* _Task goal_
Read the listing below. Then repeat it exactly.

* * * * * * * * *

//! Scene updates for an optional renderer.
//!
//! Renderers observe; they never feed back into the simulation. A run with
//! a renderer attached produces exactly the same outcome as one without.

use crate::types::{Direction, ElevatorId, Floor};

/// One visible change to the building.
#[derive(Debug, Clone, PartialEq, Eq)]
pub enum SceneUpdate {
    /// Scene set up at the start of a run
    Initialized {
        /// Number of floors
        num_floors: usize,
        /// Number of elevators
        num_elevators: usize,
        /// Riders waiting on each floor, indexed by floor
        riders_per_floor: Vec<usize>,
    },
    /// Up hall button lit
    UpButtonPressed {
        /// Floor of the button
        floor: Floor,
    },
    /// Down hall button lit
    DownButtonPressed {
        /// Floor of the button
        floor: Floor,
    },
    /// Up hall button cleared by an open elevator
    UpButtonCleared {
        /// Floor of the button
        floor: Floor,
    },
    /// Down hall button cleared by an open elevator
    DownButtonCleared {
        /// Floor of the button
        floor: Floor,
    },
    /// Floor button lit inside an elevator
    FloorButtonPressed {
        /// Elevator index
        elevator: ElevatorId,
        /// Requested floor
        floor: Floor,
    },
    /// Doors opened
    DoorsOpened {
        /// Elevator index
        elevator: ElevatorId,
    },
    /// Doors closed
    DoorsClosed {
        /// Elevator index
        elevator: ElevatorId,
    },
    /// Elevator reached a floor
    ElevatorMoved {
        /// Elevator index
        elevator: ElevatorId,
        /// Floor reached
        floor: Floor,
    },
    /// Direction display set
    DirectionDisplayChanged {
        /// Elevator index
        elevator: ElevatorId,
        /// New display
        direction: Direction,
    },
    /// A rider boarded
    RiderEntered {
        /// Elevator index
        elevator: ElevatorId,
        /// Floor boarded at
        floor: Floor,
    },
    /// A rider left
    RiderExited {
        /// Elevator index
        elevator: ElevatorId,
        /// Floor left at
        floor: Floor,
    },
}

impl SceneUpdate {
    /// Hall button cleared when an elevator stands open at `floor` showing
    /// `direction`.
    pub(crate) fn hall_cleared(floor: Floor, direction: Direction) -> Option<Self> {
        match direction {
            Direction::Up => Some(Self::UpButtonCleared { floor }),
            Direction::Down => Some(Self::DownButtonCleared { floor }),
            Direction::Neither => None,
        }
    }
}

/// Consumer of scene updates.
pub trait Renderer {
    /// Observe one update.
    fn render(&mut self, update: &SceneUpdate);
}

/// Renderer that logs every update at debug level.
#[derive(Debug, Default, Clone, Copy)]
pub struct TracingRenderer;

impl Renderer for TracingRenderer {
    fn render(&mut self, update: &SceneUpdate) {
        tracing::debug!(?update, "scene");
    }
}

* * * * * * * * *

* _Task output_
//! Scene updates for an optional renderer.
//!
//! Renderers observe; they never feed back into the simulation. A run with
//! a renderer attached produces exactly the same outcome as one without.

use crate::types::{Direction, ElevatorId, Floor};

/// One visible change to the building.
#[derive(Debug, Clone, PartialEq, Eq)]
pub enum SceneUpdate {
    /// Scene set up at the start of a run
    Initialized {
        /// Number of floors
        num_floors: usize,
        /// Number of elevators
        num_elevators: usize,
        /// Riders waiting on each floor, indexed by floor
        riders_per_floor: Vec<usize>,
    },
    /// Up hall button lit
    UpButtonPressed {
        /// Floor of the button
        floor: Floor,
    },
    /// Down hall button lit
    DownButtonPressed {
        /// Floor of the button
        floor: Floor,
    },
    /// Up hall button cleared by an open elevator
    UpButtonCleared {
        /// Floor of the button
        floor: Floor,
    },
    /// Down hall button cleared by an open elevator
    DownButtonCleared {
        /// Floor of the button
        floor: Floor,
    },
    /// Floor button lit inside an elevator
    FloorButtonPressed {
        /// Elevator index
        elevator: ElevatorId,
        /// Requested floor
        floor: Floor,
    },
    /// Doors opened
    DoorsOpened {
        /// Elevator index
        elevator: ElevatorId,
    },
    /// Doors closed
    DoorsClosed {
        /// Elevator index
        elevator: ElevatorId,
    },
    /// Elevator reached a floor
    ElevatorMoved {
        /// Elevator index
        elevator: ElevatorId,
        /// Floor reached
        floor: Floor,
    },
    /// Direction display set
    DirectionDisplayChanged {
        /// Elevator index
        elevator: ElevatorId,
        /// New display
        direction: Direction,
    },
    /// A rider boarded
    RiderEntered {
        /// Elevator index
        elevator: ElevatorId,
        /// Floor boarded at
        floor: Floor,
    },
    /// A rider left
    RiderExited {
        /// Elevator index
        elevator: ElevatorId,
        /// Floor left at
        floor: Floor,
    },
}

impl SceneUpdate {
    /// Hall button cleared when an elevator stands open at `floor` showing
    /// `direction`.
    pub(crate) fn hall_cleared(floor: Floor, direction: Direction) -> Option<Self> {
        match direction {
            Direction::Up => Some(Self::UpButtonCleared { floor }),
            Direction::Down => Some(Self::DownButtonCleared { floor }),
            Direction::Neither => None,
        }
    }
}

/// Consumer of scene updates.
pub trait Renderer {
    /// Observe one update.
    fn render(&mut self, update: &SceneUpdate);
}

/// Renderer that logs every update at debug level.
#[derive(Debug, Default, Clone, Copy)]
pub struct TracingRenderer;

impl Renderer for TracingRenderer {
    fn render(&mut self, update: &SceneUpdate) {
        tracing::debug!(?update, "scene");
    }
}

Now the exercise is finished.